Open VKTB opened 1 year ago

VKTB commented 1 year ago

I have an investigation in my database with the following CREATE_TIME and MOD_TIME values:

CREATE_TIME: 12-SEP-07 13.59.58.000000000
MOD_TIME: 09-MAR-20 15.19.49.823000000

When I queried for this investigation over SOAP, I noticed that the values for these fields differ in format (the former ends with +01:00 whereas the latter ends with Z):

<?xml version='1.0' encoding='UTF-8'?>
<S:Envelope xmlns:S="http://schemas.xmlsoap.org/soap/envelope/">
    <S:Body>
        <ns2:searchResponse xmlns:ns2="http://icatproject.org">
            <return xmlns:xsi="http://www.w3.org/2001/XMLSchema-instance" xsi:type="ns2:investigation">
                <createTime>2007-09-12T13:59:58+01:00</createTime>
                <modTime>2020-03-09T15:19:49.823Z</modTime>
            </return>
        </ns2:searchResponse>
    </S:Body>
</S:Envelope>
RKrahl commented 1 year ago

What database backend are you using for icat.server?

RKrahl commented 1 year ago

Note that if I take these dates without any time zone indication as British local time I get:

$ TZ=Europe/London date -d "2007-09-12T13:59:58" --iso-8601=second
2007-09-12T13:59:58+01:00
$ TZ=Europe/London date -d "2020-03-09T15:19:49.823" --iso-8601=second
2020-03-09T15:19:49+00:00

E.g. for the 2020-03-09 GMT is in force, whereas for the 2007-09-12 we have BST. So apparently the values you get are consistently British local time. The time zone Z is just a (ISO 8601) synonym for +00:00.

VKTB commented 1 year ago

What database backend are you using for icat.server?

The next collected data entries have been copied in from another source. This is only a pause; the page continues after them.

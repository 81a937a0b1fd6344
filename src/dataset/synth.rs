//! Seeded synthetic data generators
//!
//! Each generator draws its feature columns from independent uniform ranges,
//! derives a label from clipped linear terms plus Gaussian noise, and clamps
//! the label to its valid range. Columns are drawn one after another from a
//! single `StdRng`, so a `(task, seed, n)` triple always reproduces the same
//! bits.

use rand::rngs::StdRng;
use rand::{Rng, SeedableRng};

use super::{Dataset, Labels};
use crate::task::Task;
use crate::{Error, Result};

/// Injury risk class thresholds (risk < 0.3 → low, < 0.6 → moderate).
pub const RISK_MODERATE_THRESHOLD: f64 = 0.3;
/// See [`RISK_MODERATE_THRESHOLD`].
pub const RISK_HIGH_THRESHOLD: f64 = 0.6;

/// Generate a dataset for `task` using its fixed seed.
///
/// # Errors
///
/// Returns `Error::Validation` if `n_samples` is zero.
pub fn synthesize(task: Task, n_samples: usize) -> Result<Dataset> {
    synthesize_with_seed(task, task.seed(), n_samples)
}

/// Generate a dataset for `task` with an explicit seed.
///
/// # Errors
///
/// Returns `Error::Validation` if `n_samples` is zero.
pub fn synthesize_with_seed(task: Task, seed: u64, n_samples: usize) -> Result<Dataset> {
    if n_samples == 0 {
        return Err(Error::Validation(
            "sample count must be positive".to_string(),
        ));
    }

    let mut rng = StdRng::seed_from_u64(seed);
    let (columns, labels) = match task {
        Task::GaitForm => gait(&mut rng, n_samples),
        Task::InjuryRisk => injury(&mut rng, n_samples),
        Task::Performance => performance(&mut rng, n_samples),
    };

    Dataset::new(task, interleave(&columns, n_samples), labels)
}

fn gait(rng: &mut StdRng, n: usize) -> (Vec<Vec<f64>>, Labels) {
    let gct = uniform(rng, n, 180.0, 350.0);
    let osc = uniform(rng, n, 5.0, 15.0);
    let cadence = uniform(rng, n, 140.0, 200.0);
    let stride = uniform(rng, n, 0.7, 1.5);
    let lean = uniform(rng, n, 2.0, 15.0);
    let hip_drop = uniform(rng, n, 2.0, 12.0);
    let arm_sym = uniform(rng, n, 70.0, 100.0);
    let pace = uniform(rng, n, 3.5, 8.0);
    let noise = normal(rng, n, 3.0);

    let scores = (0..n)
        .map(|i| {
            let score = 30.0 * unit((cadence[i] - 140.0) / 60.0)
                + 20.0 * unit((300.0 - gct[i]) / 120.0)
                + 15.0 * unit((12.0 - osc[i]) / 7.0)
                + 10.0 * unit((10.0 - hip_drop[i]) / 8.0)
                + 10.0 * unit((arm_sym[i] - 70.0) / 30.0)
                + 10.0 * unit((10.0 - lean[i]) / 8.0)
                + 5.0 * unit((1.3 - stride[i]) / 0.6);
            (score + noise[i]).clamp(0.0, 100.0) as f32
        })
        .collect();

    (
        vec![gct, osc, cadence, stride, lean, hip_drop, arm_sym, pace],
        Labels::Regression(scores),
    )
}

fn injury(rng: &mut StdRng, n: usize) -> (Vec<Vec<f64>>, Labels) {
    let gct = uniform(rng, n, 180.0, 350.0);
    let osc = uniform(rng, n, 5.0, 15.0);
    let cadence = uniform(rng, n, 140.0, 200.0);
    let stride = uniform(rng, n, 0.7, 1.5);
    let hip_drop = uniform(rng, n, 2.0, 12.0);
    let weekly_km = uniform(rng, n, 5.0, 120.0);
    let acwr = uniform(rng, n, 0.5, 2.0);
    let noise = normal(rng, n, 0.05);

    let classes = (0..n)
        .map(|i| {
            let risk = 0.15 * unit((gct[i] - 250.0) / 100.0)
                + 0.15 * unit((osc[i] - 10.0) / 5.0)
                + 0.15 * unit((170.0 - cadence[i]) / 30.0)
                + 0.1 * unit((stride[i] - 1.1) / 0.4)
                + 0.15 * unit((hip_drop[i] - 6.0) / 6.0)
                + 0.1 * unit((weekly_km[i] - 60.0) / 60.0)
                + 0.2 * unit((acwr[i] - 1.3) / 0.7);
            risk_class((risk + noise[i]).clamp(0.0, 1.0))
        })
        .collect();

    (
        vec![gct, osc, cadence, stride, hip_drop, weekly_km, acwr],
        Labels::Classes(classes),
    )
}

fn performance(rng: &mut StdRng, n: usize) -> (Vec<Vec<f64>>, Labels) {
    let weekly_km = uniform(rng, n, 10.0, 100.0);
    let pace = uniform(rng, n, 3.5, 8.0);
    let runs_per_week = uniform(rng, n, 2.0, 7.0);
    let longest_run = uniform(rng, n, 3.0, 30.0);
    let rhr = uniform(rng, n, 40.0, 80.0);
    let hrv = uniform(rng, n, 20.0, 100.0);
    let noise = normal(rng, n, 30.0);

    let times = (0..n)
        .map(|i| {
            // race pace ~12% faster than training pace
            let base = pace[i] * 5.0 * 60.0 * 0.88;
            let volume = -unit((weekly_km[i] - 30.0) / 70.0) * 120.0;
            let fitness = -unit((70.0 - rhr[i]) / 30.0) * 90.0;
            let recovery = -unit((hrv[i] - 40.0) / 60.0) * 60.0;
            let consistency = -unit((runs_per_week[i] - 3.0) / 4.0) * 45.0;
            (base + volume + fitness + recovery + consistency + noise[i]).clamp(720.0, 2400.0)
                as f32
        })
        .collect();

    (
        vec![weekly_km, pace, runs_per_week, longest_run, rhr, hrv],
        Labels::Regression(times),
    )
}

/// Bin a continuous risk score into {0: low, 1: moderate, 2: high}.
#[must_use]
pub fn risk_class(risk: f64) -> u32 {
    if risk < RISK_MODERATE_THRESHOLD {
        0
    } else if risk < RISK_HIGH_THRESHOLD {
        1
    } else {
        2
    }
}

fn unit(x: f64) -> f64 {
    x.clamp(0.0, 1.0)
}

fn uniform(rng: &mut StdRng, n: usize, low: f64, high: f64) -> Vec<f64> {
    (0..n).map(|_| rng.gen_range(low..high)).collect()
}

/// Zero-mean Gaussian samples via the Box-Muller transform.
fn normal(rng: &mut StdRng, n: usize, sigma: f64) -> Vec<f64> {
    let mut out = Vec::with_capacity(n + 1);
    while out.len() < n {
        // 1 - u keeps the log argument in (0, 1]
        let u1: f64 = 1.0 - rng.gen::<f64>();
        let u2: f64 = rng.gen::<f64>();
        let radius = (-2.0 * u1.ln()).sqrt();
        let theta = std::f64::consts::TAU * u2;
        out.push(radius * theta.cos() * sigma);
        out.push(radius * theta.sin() * sigma);
    }
    out.truncate(n);
    out
}

/// Column-major f64 columns → row-major f32 matrix.
fn interleave(columns: &[Vec<f64>], n: usize) -> Vec<f32> {
    let mut rows = Vec::with_capacity(n * columns.len());
    for i in 0..n {
        rows.extend(columns.iter().map(|col| col[i] as f32));
    }
    rows
}

#[cfg(test)]
mod tests {
    use super::*;

    #[test]
    fn test_zero_samples_rejected() {
        assert!(matches!(
            synthesize(Task::GaitForm, 0),
            Err(Error::Validation(_))
        ));
    }

    #[test]
    fn test_risk_class_thresholds() {
        assert_eq!(risk_class(0.0), 0);
        assert_eq!(risk_class(0.299), 0);
        assert_eq!(risk_class(0.3), 1);
        assert_eq!(risk_class(0.599), 1);
        assert_eq!(risk_class(0.6), 2);
        assert_eq!(risk_class(1.0), 2);
    }

    #[test]
    fn test_gait_ranges() {
        let ds = synthesize(Task::GaitForm, 500).unwrap();
        assert_eq!(ds.len(), 500);
        assert_eq!(ds.n_features(), 8);
        for row in ds.rows() {
            assert!((180.0..=350.0).contains(&row[0]));
            assert!((140.0..=200.0).contains(&row[2]));
            assert!((3.5..=8.0).contains(&row[7]));
        }
        let Labels::Regression(scores) = ds.labels() else {
            panic!("gait labels must be regression targets");
        };
        assert!(scores.iter().all(|s| (0.0..=100.0).contains(s)));
    }

    #[test]
    fn test_performance_labels_clamped() {
        let ds = synthesize(Task::Performance, 1000).unwrap();
        let Labels::Regression(times) = ds.labels() else {
            panic!("performance labels must be regression targets");
        };
        assert!(times.iter().all(|t| (720.0..=2400.0).contains(t)));
    }

    #[test]
    fn test_injury_uses_all_classes() {
        let ds = synthesize(Task::InjuryRisk, 2000).unwrap();
        let Labels::Classes(classes) = ds.labels() else {
            panic!("injury labels must be classes");
        };
        for class in 0..3 {
            assert!(classes.contains(&class), "class {class} never generated");
        }
    }

    #[test]
    fn test_seed_changes_output() {
        let a = synthesize_with_seed(Task::Performance, 1, 50).unwrap();
        let b = synthesize_with_seed(Task::Performance, 2, 50).unwrap();
        assert_ne!(a.features(), b.features());
    }
}
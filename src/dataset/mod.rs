//! Labeled feature matrices for the three tasks
//!
//! A [`Dataset`] is a row-major `f32` matrix whose column order is the task's
//! feature contract, paired with regression targets or class indices.
//! Datasets are transient: generated, consumed by the trainer, discarded.
//! For offline inspection they convert to an Arrow `RecordBatch` and can be
//! snapshotted to Parquet.

mod synth;

pub use synth::{risk_class, synthesize, synthesize_with_seed};

use std::fs::File;
use std::path::Path;
use std::sync::Arc;

use arrow::array::{Array, ArrayRef, Float32Array, UInt32Array};
use arrow::datatypes::{DataType, Field, Schema};
use arrow::record_batch::RecordBatch;
use parquet::arrow::arrow_reader::ParquetRecordBatchReaderBuilder;
use parquet::arrow::ArrowWriter;

use crate::task::Task;
use crate::{Error, Result};

/// Name of the label column in Arrow/Parquet form.
pub const LABEL_COLUMN: &str = "label";

/// Targets paired with a feature matrix.
#[derive(Debug, Clone, PartialEq)]
pub enum Labels {
    /// Continuous targets (one per sample)
    Regression(Vec<f32>),
    /// Class indices (one per sample)
    Classes(Vec<u32>),
}

impl Labels {
    /// Number of labels.
    #[must_use]
    pub fn len(&self) -> usize {
        match self {
            Self::Regression(v) => v.len(),
            Self::Classes(v) => v.len(),
        }
    }

    /// True if there are no labels.
    #[must_use]
    pub fn is_empty(&self) -> bool {
        self.len() == 0
    }

    fn append(&mut self, other: Self) -> Result<()> {
        match (self, other) {
            (Self::Regression(a), Self::Regression(b)) => a.extend(b),
            (Self::Classes(a), Self::Classes(b)) => a.extend(b),
            _ => {
                return Err(Error::Validation(
                    "cannot mix regression and class labels".to_string(),
                ))
            }
        }
        Ok(())
    }
}

/// `n` samples × `f` features with labels.
#[derive(Debug, Clone, PartialEq)]
pub struct Dataset {
    task: Task,
    features: Vec<f32>,
    labels: Labels,
}

impl Dataset {
    /// Build a dataset, validating the matrix against the task contract.
    ///
    /// # Errors
    ///
    /// Returns `Error::Validation` if the matrix is not a multiple of the
    /// task's feature count, the label count differs from the row count, or
    /// the label kind does not match the task's output kind.
    pub fn new(task: Task, features: Vec<f32>, labels: Labels) -> Result<Self> {
        let f = task.input_dim();
        if features.len() % f != 0 {
            return Err(Error::Validation(format!(
                "{} values is not a whole number of {f}-feature rows",
                features.len()
            )));
        }
        let rows = features.len() / f;
        if labels.len() != rows {
            return Err(Error::Validation(format!(
                "{rows} rows but {} labels",
                labels.len()
            )));
        }
        let kind_ok = match (&labels, task.output_kind()) {
            (Labels::Regression(_), crate::task::OutputKind::Regression) => true,
            (Labels::Classes(c), crate::task::OutputKind::Classification { classes }) => {
                c.iter().all(|&class| (class as usize) < classes)
            }
            _ => false,
        };
        if !kind_ok {
            return Err(Error::Validation(format!(
                "labels do not match the output kind of {task}"
            )));
        }
        Ok(Self {
            task,
            features,
            labels,
        })
    }

    /// Task this dataset was generated for.
    #[must_use]
    pub const fn task(&self) -> Task {
        self.task
    }

    /// Number of samples.
    #[must_use]
    pub fn len(&self) -> usize {
        self.labels.len()
    }

    /// True if the dataset has no samples.
    #[must_use]
    pub fn is_empty(&self) -> bool {
        self.labels.is_empty()
    }

    /// Number of features per sample.
    #[must_use]
    pub const fn n_features(&self) -> usize {
        self.task.input_dim()
    }

    /// Row-major feature matrix.
    #[must_use]
    pub fn features(&self) -> &[f32] {
        &self.features
    }

    /// Labels.
    #[must_use]
    pub const fn labels(&self) -> &Labels {
        &self.labels
    }

    /// Feature row `i`.
    ///
    /// # Panics
    ///
    /// Panics if `i >= self.len()`.
    #[must_use]
    pub fn row(&self, i: usize) -> &[f32] {
        let f = self.n_features();
        &self.features[i * f..(i + 1) * f]
    }

    /// Iterate over feature rows.
    pub fn rows(&self) -> impl Iterator<Item = &[f32]> {
        self.features.chunks_exact(self.n_features())
    }

    /// Copy of feature column `j`.
    #[must_use]
    pub fn column(&self, j: usize) -> Vec<f32> {
        self.rows().map(|row| row[j]).collect()
    }

    /// First `max_rows` rows, used as int8 calibration samples.
    #[must_use]
    pub fn head(&self, max_rows: usize) -> Vec<Vec<f32>> {
        self.rows().take(max_rows).map(<[f32]>::to_vec).collect()
    }

    /// Convert to an Arrow record batch (one column per feature + `label`).
    ///
    /// # Errors
    ///
    /// Returns an Arrow error if batch construction fails.
    pub fn to_record_batch(&self) -> Result<RecordBatch> {
        let mut fields: Vec<Field> = self
            .task
            .feature_names()
            .iter()
            .map(|name| Field::new(*name, DataType::Float32, false))
            .collect();
        let mut columns: Vec<ArrayRef> = (0..self.n_features())
            .map(|j| Arc::new(Float32Array::from(self.column(j))) as ArrayRef)
            .collect();

        match &self.labels {
            Labels::Regression(y) => {
                fields.push(Field::new(LABEL_COLUMN, DataType::Float32, false));
                columns.push(Arc::new(Float32Array::from(y.clone())));
            }
            Labels::Classes(y) => {
                fields.push(Field::new(LABEL_COLUMN, DataType::UInt32, false));
                columns.push(Arc::new(UInt32Array::from(y.clone())));
            }
        }

        Ok(RecordBatch::try_new(Arc::new(Schema::new(fields)), columns)?)
    }

    /// Rebuild a dataset from a record batch produced by [`Dataset::to_record_batch`].
    ///
    /// # Errors
    ///
    /// Returns `Error::Validation` if column names or types do not match the
    /// task's feature contract.
    pub fn from_record_batch(task: Task, batch: &RecordBatch) -> Result<Self> {
        let names = task.feature_names();
        let schema = batch.schema();
        if schema.fields().len() != names.len() + 1 {
            return Err(Error::Validation(format!(
                "expected {} columns for {task}, found {}",
                names.len() + 1,
                schema.fields().len()
            )));
        }

        let mut columns = Vec::with_capacity(names.len());
        for (j, name) in names.iter().enumerate() {
            if schema.field(j).name() != name {
                return Err(Error::Validation(format!(
                    "column {j} is '{}', expected '{name}'",
                    schema.field(j).name()
                )));
            }
            let array = batch
                .column(j)
                .as_any()
                .downcast_ref::<Float32Array>()
                .ok_or_else(|| Error::Validation(format!("column '{name}' is not Float32")))?;
            columns.push(array.values().to_vec());
        }

        let label_col = batch.column(names.len());
        let labels = if let Some(y) = label_col.as_any().downcast_ref::<Float32Array>() {
            Labels::Regression(y.values().to_vec())
        } else if let Some(y) = label_col.as_any().downcast_ref::<UInt32Array>() {
            Labels::Classes(y.values().to_vec())
        } else {
            return Err(Error::Validation(
                "label column must be Float32 or UInt32".to_string(),
            ));
        };

        let rows = batch.num_rows();
        let mut features = Vec::with_capacity(rows * names.len());
        for i in 0..rows {
            features.extend(columns.iter().map(|col| col[i]));
        }
        Self::new(task, features, labels)
    }

    /// Write a Parquet snapshot of the dataset.
    ///
    /// # Errors
    ///
    /// Returns an error if the file cannot be created or written.
    pub fn write_parquet<P: AsRef<Path>>(&self, path: P) -> Result<()> {
        let batch = self.to_record_batch()?;
        let file = File::create(path.as_ref())?;
        let mut writer = ArrowWriter::try_new(file, batch.schema(), None)?;
        writer.write(&batch)?;
        writer.close()?;
        Ok(())
    }

    /// Load a Parquet snapshot written by [`Dataset::write_parquet`].
    ///
    /// # Errors
    ///
    /// Returns an error if the file cannot be read or does not match the
    /// task's feature contract.
    pub fn read_parquet<P: AsRef<Path>>(task: Task, path: P) -> Result<Self> {
        let file = File::open(path.as_ref())?;
        let reader = ParquetRecordBatchReaderBuilder::try_new(file)?.build()?;

        let mut dataset: Option<Self> = None;
        for batch in reader {
            let part = Self::from_record_batch(task, &batch?)?;
            match dataset.as_mut() {
                Some(ds) => {
                    ds.features.extend(part.features);
                    ds.labels.append(part.labels)?;
                }
                None => dataset = Some(part),
            }
        }

        dataset.ok_or_else(|| Error::Validation("parquet snapshot holds no rows".to_string()))
    }
}
//! Build run tracking
//!
//! ```text
//! RunRecord (one per task per build)
//!     ├──< MetricRecord (N) [per-epoch train/val loss and metric]
//!     └──< ArtifactRecord (0..1) [published file + content hash]
//! ```
//!
//! ## Usage
//!
//! ```rust
//! use apexrun_ml::quant::QuantizationMode;
//! use apexrun_ml::task::Task;
//! use apexrun_ml::tracking::{MetricRecord, RunRecord, RunStatus, RunStore};
//!
//! let mut store = RunStore::new();
//! let mut run = RunRecord::new("gait_form-1", Task::GaitForm, QuantizationMode::Float16);
//! run.start();
//! store.add_metric(MetricRecord::new(run.run_id(), "val_loss", 1, 0.42));
//! run.succeed();
//! store.upsert_run(run);
//!
//! assert_eq!(store.latest_run(Task::GaitForm).unwrap().status(), RunStatus::Success);
//! ```

mod artifact_record;
mod metric_record;
mod run_record;
mod store;

pub use artifact_record::ArtifactRecord;
pub use metric_record::MetricRecord;
pub use run_record::{RunRecord, RunStatus};
pub use store::{RunStore, RunSummary};
use chrono::{DateTime, Utc};
use serde::{Deserialize, Serialize};

use assetflow_core::{
    DomainError, DomainResult, Entity, Outcome, Rule, Stamp, UserId, WarehouseId, Workflow,
    WorkflowStatus, define_id,
};
use assetflow_inventory::CatalogItemId;

use crate::line_item::{LineItem, LineItemId, NewLine};

define_id!(
    /// Procurement request identifier.
    RequestId,
    "RequestId"
);

#[derive(Debug, Copy, Clone, PartialEq, Eq, Hash, Serialize, Deserialize)]
#[serde(rename_all = "snake_case")]
pub enum ProcurementStatus {
    Pending,
    Approved,
    Received,
    Completed,
    Rejected,
    Cancelled,
}

impl core::fmt::Display for ProcurementStatus {
    fn fmt(&self, f: &mut core::fmt::Formatter<'_>) -> core::fmt::Result {
        let s = match self {
            ProcurementStatus::Pending => "pending",
            ProcurementStatus::Approved => "approved",
            ProcurementStatus::Received => "received",
            ProcurementStatus::Completed => "completed",
            ProcurementStatus::Rejected => "rejected",
            ProcurementStatus::Cancelled => "cancelled",
        };
        f.write_str(s)
    }
}

impl WorkflowStatus for ProcurementStatus {
    fn is_terminal(self) -> bool {
        matches!(
            self,
            ProcurementStatus::Completed | ProcurementStatus::Rejected | ProcurementStatus::Cancelled
        )
    }
}

#[derive(Debug, Copy, Clone, PartialEq, Eq, Hash, Serialize, Deserialize)]
#[serde(rename_all = "snake_case")]
pub enum ProcurementAction {
    Approve,
    Reject,
    Receive,
    Complete,
    Cancel,
}

/// Input for [`ProcurementRequest::new`].
#[derive(Debug, Clone, PartialEq, Eq)]
pub struct NewRequest {
    pub requester: UserId,
    pub warehouse: Option<WarehouseId>,
    pub notes: String,
    pub lines: Vec<NewLine>,
}

/// Procurement request header with its line items.
#[derive(Debug, Clone, PartialEq, Eq, Serialize, Deserialize)]
pub struct ProcurementRequest {
    id: RequestId,
    status: ProcurementStatus,
    requester: UserId,
    requested_at: DateTime<Utc>,
    /// Target warehouse; fixed to the actual one at completion.
    warehouse: Option<WarehouseId>,
    notes: String,
    invoice_number: Option<String>,

    approved: Option<Stamp>,
    rejected: Option<Stamp>,
    first_received: Option<Stamp>,
    completed: Option<Stamp>,
    cancelled: Option<Stamp>,
    reason: Option<String>,

    lines: Vec<LineItem>,
}

impl ProcurementRequest {
    pub fn new(id: RequestId, input: NewRequest, at: DateTime<Utc>) -> DomainResult<Self> {
        if input.lines.is_empty() {
            return Err(DomainError::validation(
                "a procurement request needs at least one line item",
            ));
        }

        let lines = input
            .lines
            .into_iter()
            .enumerate()
            .map(|(i, line)| LineItem::new(LineItemId::new(i as u64 + 1), line))
            .collect::<DomainResult<Vec<_>>>()?;

        Ok(Self {
            id,
            status: ProcurementStatus::Pending,
            requester: input.requester,
            requested_at: at,
            warehouse: input.warehouse,
            notes: input.notes,
            invoice_number: None,
            approved: None,
            rejected: None,
            first_received: None,
            completed: None,
            cancelled: None,
            reason: None,
            lines,
        })
    }

    pub fn requester(&self) -> UserId {
        self.requester
    }

    pub fn requested_at(&self) -> DateTime<Utc> {
        self.requested_at
    }

    pub fn warehouse(&self) -> Option<WarehouseId> {
        self.warehouse
    }

    pub fn notes(&self) -> &str {
        &self.notes
    }

    pub fn invoice_number(&self) -> Option<&str> {
        self.invoice_number.as_deref()
    }

    pub fn approved(&self) -> Option<Stamp> {
        self.approved
    }

    pub fn rejected(&self) -> Option<Stamp> {
        self.rejected
    }

    pub fn first_received(&self) -> Option<Stamp> {
        self.first_received
    }

    pub fn completed(&self) -> Option<Stamp> {
        self.completed
    }

    pub fn cancelled(&self) -> Option<Stamp> {
        self.cancelled
    }

    /// Rejection or cancellation reason.
    pub fn reason(&self) -> Option<&str> {
        self.reason.as_deref()
    }

    pub fn lines(&self) -> &[LineItem] {
        &self.lines
    }

    pub fn line(&self, id: LineItemId) -> Option<&LineItem> {
        self.lines.iter().find(|l| l.id() == id)
    }

    pub(crate) fn line_mut(&mut self, id: LineItemId) -> Option<&mut LineItem> {
        self.lines.iter_mut().find(|l| l.id() == id)
    }

    pub fn total_requested(&self) -> u64 {
        self.lines.iter().map(LineItem::requested_quantity).sum()
    }

    pub fn total_received(&self) -> u64 {
        self.lines.iter().map(LineItem::received_quantity).sum()
    }

    pub fn approve(&mut self, stamp: Stamp) -> Outcome {
        if let Err(rejection) = self.advance(ProcurementAction::Approve) {
            return rejection.into();
        }
        self.approved = Some(stamp);
        Outcome::applied(format!("Procurement request #{} approved", self.id))
    }

    pub fn reject(&mut self, stamp: Stamp, reason: Option<String>) -> Outcome {
        if let Err(rejection) = self.advance(ProcurementAction::Reject) {
            return rejection.into();
        }
        self.rejected = Some(stamp);
        self.reason = reason.filter(|r| !r.trim().is_empty());
        Outcome::applied(format!("Procurement request #{} rejected", self.id))
    }

    /// Withdraw a request before any goods arrived.
    pub fn cancel(&mut self, stamp: Stamp, reason: Option<String>) -> Outcome {
        if let Err(rejection) = self.advance(ProcurementAction::Cancel) {
            return rejection.into();
        }
        self.cancelled = Some(stamp);
        self.reason = reason.filter(|r| !r.trim().is_empty());
        Outcome::applied(format!("Procurement request #{} cancelled", self.id))
    }

    /// Resolve a "pending new item" placeholder to a catalog item.
    pub fn bind_item(&mut self, line: LineItemId, item: CatalogItemId) -> Outcome {
        if self.status.is_terminal() {
            return Outcome::rejected(format!(
                "cannot change line items of a {} request",
                self.status
            ));
        }
        let id = self.id;
        let Some(target) = self.line_mut(line) else {
            return Outcome::rejected(format!("line {line} not found on request #{id}"));
        };
        if let Some(existing) = target.item().catalog_item() {
            return Outcome::rejected(format!(
                "line {line} is already bound to catalog item {existing}"
            ));
        }
        target.bind(item);
        Outcome::applied(format!("line {line} bound to catalog item {item}"))
    }

    pub(crate) fn fix_invoice(&mut self, invoice: &str) {
        if self.invoice_number.is_none() {
            self.invoice_number = Some(invoice.to_string());
        }
    }

    pub(crate) fn mark_received(&mut self, stamp: Stamp) -> DomainResult<()> {
        self.advance(ProcurementAction::Receive)
            .map_err(|r| DomainError::invariant(r.reason().to_string()))?;
        if self.first_received.is_none() {
            self.first_received = Some(stamp);
        }
        Ok(())
    }

    pub(crate) fn mark_completed(&mut self, warehouse: WarehouseId, stamp: Stamp) -> DomainResult<()> {
        self.advance(ProcurementAction::Complete)
            .map_err(|r| DomainError::invariant(r.reason().to_string()))?;
        self.warehouse = Some(warehouse);
        self.completed = Some(stamp);
        Ok(())
    }
}

impl Entity for ProcurementRequest {
    type Id = RequestId;

    fn id(&self) -> RequestId {
        self.id
    }
}

impl Workflow for ProcurementRequest {
    type Status = ProcurementStatus;
    type Action = ProcurementAction;

    const ACTIONS: &'static [ProcurementAction] = &[
        ProcurementAction::Approve,
        ProcurementAction::Reject,
        ProcurementAction::Receive,
        ProcurementAction::Complete,
        ProcurementAction::Cancel,
    ];

    fn status(&self) -> ProcurementStatus {
        self.status
    }

    fn set_status(&mut self, status: ProcurementStatus) {
        self.status = status;
    }

    fn rule(action: ProcurementAction) -> Rule<ProcurementStatus> {
        use ProcurementStatus::*;
        match action {
            ProcurementAction::Approve => Rule {
                from: &[Pending],
                to: Approved,
                rejection: "only pending requests can be approved",
            },
            ProcurementAction::Reject => Rule {
                from: &[Pending],
                to: Rejected,
                rejection: "only pending requests can be rejected",
            },
            ProcurementAction::Receive => Rule {
                from: &[Approved, Received],
                to: Received,
                rejection: "goods can only be received for approved requests",
            },
            ProcurementAction::Complete => Rule {
                from: &[Received],
                to: Completed,
                rejection: "only received requests can be completed",
            },
            ProcurementAction::Cancel => Rule {
                from: &[Pending, Approved],
                to: Cancelled,
                rejection: "only pending or approved requests can be cancelled",
            },
        }
    }
}
//! Inventory domain: catalog, per-warehouse stock ledger with its movement
//! log, and the system-wide item-instance registry.
//!
//! Pure, deterministic domain logic (no IO, no storage). The infra crate owns
//! these structures inside a transactional store.

pub mod catalog;
pub mod instance;
pub mod ledger;
pub mod serial_unit;

pub use catalog::{Catalog, CatalogItem, CatalogItemId, NewItemDescriptor};
pub use instance::{
    Binding, InstanceId, InstanceRegistry, ItemInstance, ItemStatus, Location, NewInstance,
    RegistryError, UnitMovement,
};
pub use ledger::{LedgerError, MovementId, MovementKind, StockLedger, StockLevel, StockMovement};
pub use serial_unit::SerialUnitSequence;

It is pointed at an Oracle database.

RKrahl commented 1 year ago

It is pointed at an Oracle database.

AFAIR, Oracle stores date and time values without any time zone indication. I believe, it then depends on the locale setting of the Payara process what time zone it assumes when reading those values from the database. The values you quote would then be consistent with a British locale setting.